In the 21st Century, Libertarianism is Feudalism

What is the end goal of libertarianism? Libertarians say it’s to maximize the liberties of every individual. It’s a simple, seductive idea that’s impossible to disagree with. Unfortunately, in the 21st century, libertarianism defeats itself on its own terms.

That isn’t to say that libertarianism has to defeat itself on its own terms, but the way that the ideology is practiced guarantees that it will be. Adherents don’t recognize that, as it is currently practiced, libertarianism is feudalism.

If you are a libertarian or libertarian-minded and now seek to bite my head off, hold on for a second! You’re undoubtedly wondering how I came to such an “absurd” conclusion. Let’s drop the labels as much as possible and explore the problems we’re dealing with today.

10 Years Ago

Back when I was in my early 20’s, I was a devoted libertarian, to the point of being an Anarcho-Capitalist.
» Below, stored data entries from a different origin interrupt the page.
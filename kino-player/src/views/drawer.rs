//! Right-hand account drawer: history shortcuts and logout.

use iced::widget::{Space, button, column, container, mouse_area, row, text};
use iced::{Element, Length};

use crate::messages::{Message, auth, ui};
use crate::state::{HistoryKind, State};
use crate::theme;

pub fn view(state: &State) -> Element<'_, Message> {
    let user = state
        .session
        .as_ref()
        .map(|session| session.user())
        .unwrap_or("—");

    let entry = |label: &str, message: Message| {
        button(text(label.to_string()).size(15))
            .width(Length::Fill)
            .padding([10.0, 14.0])
            .on_press(message)
            .style(theme::ghost_button)
    };

    let panel = container(
        column![
            text(user.to_string()).size(18).color(theme::TEXT_BRIGHT),
            Space::with_height(18),
            entry(
                "Liked Films",
                Message::Ui(ui::Message::OpenHistory(HistoryKind::Liked)),
            ),
            entry(
                "Disliked Films",
                Message::Ui(ui::Message::OpenHistory(HistoryKind::Disliked)),
            ),
            Space::with_height(Length::Fill),
            entry("Log out", Message::Auth(auth::Message::Logout)),
        ]
        .padding(20),
    )
    .width(260)
    .height(Length::Fill)
    .style(theme::panel);

    let scrim = mouse_area(
        container(Space::with_width(Length::Fill))
            .width(Length::Fill)
            .height(Length::Fill)
            .style(theme::overlay_backdrop),
    )
    .on_press(Message::Ui(ui::Message::CloseDrawer));

    row![
        container(scrim).width(Length::Fill).height(Length::Fill),
        panel,
    ]
    .into()
}
use iced::Subscription;
use iced::keyboard::{self, Key, key::Named};
use kino_model::Decision;

use crate::messages::{Message, deck};
use crate::state::{Screen, State, Tab};

/// Keyboard swipes: left arrow dislikes, right arrow likes, up arrow skips.
/// Active only while the deck is the focused surface; each keypress yields
/// at most one classify intent, same as a completed drag.
pub fn subscription(state: &State) -> Subscription<Message> {
    let deck_focused = matches!(state.screen, Screen::Browse)
        && state.tab == Tab::Home
        && state.detail_card().is_none()
        && state.history.is_none()
        && !state.drawer_open
        && !state.gesture.is_active();

    if !deck_focused {
        return Subscription::none();
    }

    keyboard::on_key_press(|key, _modifiers| {
        let decision = match key {
            Key::Named(Named::ArrowLeft) => Decision::Dislike,
            Key::Named(Named::ArrowRight) => Decision::Like,
            Key::Named(Named::ArrowUp) => Decision::Superlike,
            _ => return None,
        };
        Some(Message::Deck(deck::Message::ClassifyFront(decision)))
    })
}
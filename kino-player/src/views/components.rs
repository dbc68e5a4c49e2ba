//! Small view pieces shared across screens.

use iced::widget::{Space, column, container, image, row, text};
use iced::{ContentFit, Element, Length};
use kino_model::Film;

use crate::messages::Message;
use crate::state::State;
use crate::theme;

/// Poster image when cached, otherwise a titled placeholder block.
pub fn poster<'a>(state: &'a State, film: &'a Film, width: f32, height: f32) -> Element<'a, Message> {
    match state.posters.get(film.id) {
        Some(handle) => image(handle.clone())
            .width(width)
            .height(height)
            .content_fit(ContentFit::Cover)
            .into(),
        None => container(
            text(film.title.as_str())
                .size(14)
                .color(theme::TEXT_DIMMED),
        )
        .width(width)
        .height(height)
        .padding(10)
        .style(theme::panel)
        .into(),
    }
}

/// Up to four genre tags plus a `+n` overflow marker.
pub fn genre_tags(film: &Film) -> Element<'_, Message> {
    let mut tags = row![].spacing(6);
    for genre in film.genres.iter().take(4) {
        tags = tags.push(
            container(text(genre.name.as_str()).size(12))
                .padding([2.0, 8.0])
                .style(theme::genre_tag),
        );
    }
    if film.genres.len() > 4 {
        tags = tags.push(
            container(text(format!("+{}", film.genres.len() - 4)).size(12))
                .padding([2.0, 8.0])
                .style(theme::genre_tag),
        );
    }
    tags.into()
}

/// `2010 • ⭐ 8.4 • 2h 28m`, skipping whatever the backend omitted.
pub fn meta_row(film: &Film) -> Element<'_, Message> {
    let mut parts: Vec<String> = Vec::new();
    if let Some(year) = film.release_year() {
        parts.push(year.to_string());
    }
    if film.vote_average.is_some() {
        parts.push(format!("⭐ {:.1}", film.rating()));
    }
    if let Some(runtime) = film.runtime_display() {
        parts.push(runtime);
    }
    text(parts.join(" • "))
        .size(13)
        .color(theme::TEXT_DIMMED)
        .into()
}

pub fn empty_state<'a>(title: &'a str, subtitle: &'a str) -> Element<'a, Message> {
    container(
        column![
            text(title).size(24).color(theme::TEXT_BRIGHT),
            Space::with_height(8),
            text(subtitle).size(14).color(theme::TEXT_DIMMED),
        ]
        .align_x(iced::Alignment::Center),
    )
    .width(Length::Fill)
    .height(Length::Fill)
    .align_x(iced::alignment::Horizontal::Center)
    .align_y(iced::alignment::Vertical::Center)
    .into()
}

pub fn error_line(message: &str) -> Element<'_, Message> {
    text(message).size(13).color(theme::DANGER).into()
}
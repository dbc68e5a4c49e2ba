//! Horizontal drag interpretation for the swipe card.
//!
//! Tracks displacement from the grab point and, on release, commits to at
//! most one decision per gesture: right of the threshold is a like, left is
//! a dislike, anything in between snaps the card back with no decision.

use kino_model::Decision;

/// Horizontal distance (logical pixels) a drag must travel to commit.
pub const SWIPE_THRESHOLD: f32 = 100.0;

#[derive(Debug, Clone, Copy, Default)]
pub struct SwipeGesture {
    origin: Option<f32>,
    current: f32,
    latched: bool,
}

impl SwipeGesture {
    /// Start tracking a drag at pointer position `x`.
    pub fn begin(&mut self, x: f32) {
        self.origin = Some(x);
        self.current = x;
        self.latched = false;
    }

    /// Update the pointer position. Ignored while no gesture is active.
    pub fn move_to(&mut self, x: f32) {
        if self.origin.is_some() {
            self.current = x;
        }
    }

    /// Current horizontal displacement, zero when idle.
    pub fn offset(&self) -> f32 {
        match self.origin {
            Some(origin) => self.current - origin,
            None => 0.0,
        }
    }

    pub fn is_active(&self) -> bool {
        self.origin.is_some()
    }

    /// End the gesture. Returns the committed decision, if any. The latch
    /// guarantees one decision per begin/release cycle even if release fires
    /// more than once.
    pub fn release(&mut self) -> Option<Decision> {
        let origin = self.origin.take()?;
        if self.latched {
            return None;
        }
        self.latched = true;

        let dx = self.current - origin;
        if dx > SWIPE_THRESHOLD {
            Some(Decision::Like)
        } else if dx < -SWIPE_THRESHOLD {
            Some(Decision::Dislike)
        } else {
            None
        }
    }
}

#[cfg(test)]
mod tests {
    use super::*;

    #[test]
    fn drag_right_past_threshold_is_a_like() {
        let mut g = SwipeGesture::default();
        g.begin(200.0);
        g.move_to(200.0 + SWIPE_THRESHOLD + 1.0);
        assert_eq!(g.release(), Some(Decision::Like));
    }

    #[test]
    fn drag_left_past_threshold_is_a_dislike() {
        let mut g = SwipeGesture::default();
        g.begin(200.0);
        g.move_to(200.0 - SWIPE_THRESHOLD - 1.0);
        assert_eq!(g.release(), Some(Decision::Dislike));
    }

    #[test]
    fn short_drag_snaps_back_with_no_decision() {
        let mut g = SwipeGesture::default();
        g.begin(200.0);
        g.move_to(250.0);
        assert_eq!(g.release(), None);
        assert_eq!(g.offset(), 0.0);
    }

    #[test]
    fn exactly_at_threshold_does_not_commit() {
        let mut g = SwipeGesture::default();
        g.begin(0.0);
        g.move_to(SWIPE_THRESHOLD);
        assert_eq!(g.release(), None);
    }

    #[test]
    fn one_decision_per_gesture() {
        let mut g = SwipeGesture::default();
        g.begin(0.0);
        g.move_to(500.0);
        assert_eq!(g.release(), Some(Decision::Like));
        // A stray second release emits nothing.
        assert_eq!(g.release(), None);

        // A fresh grab arms the gesture again.
        g.begin(0.0);
        g.move_to(-500.0);
        assert_eq!(g.release(), Some(Decision::Dislike));
    }

    #[test]
    fn moves_without_a_grab_are_ignored() {
        let mut g = SwipeGesture::default();
        g.move_to(400.0);
        assert_eq!(g.offset(), 0.0);
        assert_eq!(g.release(), None);
    }
}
It all sounded great and logically consistent.

Temperamentally, I still lean libertarian. I think the libertarian end goal for society is the one that will produce the best culture and civilization – within reason.

So what changed in me?

You could say I got “older and wiser,” but that’s a copout. It’s something an uncreative, screeching “social justice” warrior would say, isn’t it? Let’s find something more compelling.

For starters, certain of the libertarian predictions regarding the economy at the time (2009) turned out to be inaccurate. That raised some questions. As Scott Adams says in Win Bigly, your filter on the world should do a decent job of predicting things.

Also, when you begin studying the dimensions of persuasion and power dynamics, you learn very quickly that, contrary to the standard libertarian assumptions, humanity is irrational almost all of the time. That was a second strike.

But here’s the biggest strike.

In the decade since 2009, we have seen the rapid creation of a dark, Orwellian society – but it isn’t government or state power that’s doing this. It’s had its part, but it isn’t the primary driver. The impetus for this has largely come from private hands, concentrated in the burgeoning tech monopolies.

In essence, we’ve come to live in a world of tech feudalism.

Libertarianism is feudalism.

Libertarianism has had no answer to this challenge. Instead, we see libertarians defending these tech monopolies (which hate them, by the way) because they aren’t government entities.

Libertarianism’s impotency against tech feudalism

These tech monopolies don’t care about the liberties of individuals, particularly if they dissent from the groupthink they push.

If you’re unfortunate enough to fall into the latter category, you’ll be unpersoned for not carrying the modern mark of the beast. Your voice will be erased and you won’t be able to take part in economic life.

Traditionally, libertarians have subscribed to the notion that so long as the Non-Aggression Principle is followed, everything else becomes irrelevant. However, to their credit, this was a point of controversy in the libertarian communities I was a part of back in 2009.

Some have espoused the notion of “thick libertarianism,” which holds that it isn’t enough simply to stress the NAP. Instead, certain assumptions need to be in place in order to ensure a free society. One example would be the need for a social prohibition on discrimination, else you have a situation that resembles feudalism, where tyranny can still be enforced without a monopoly on violence (e.g., state power).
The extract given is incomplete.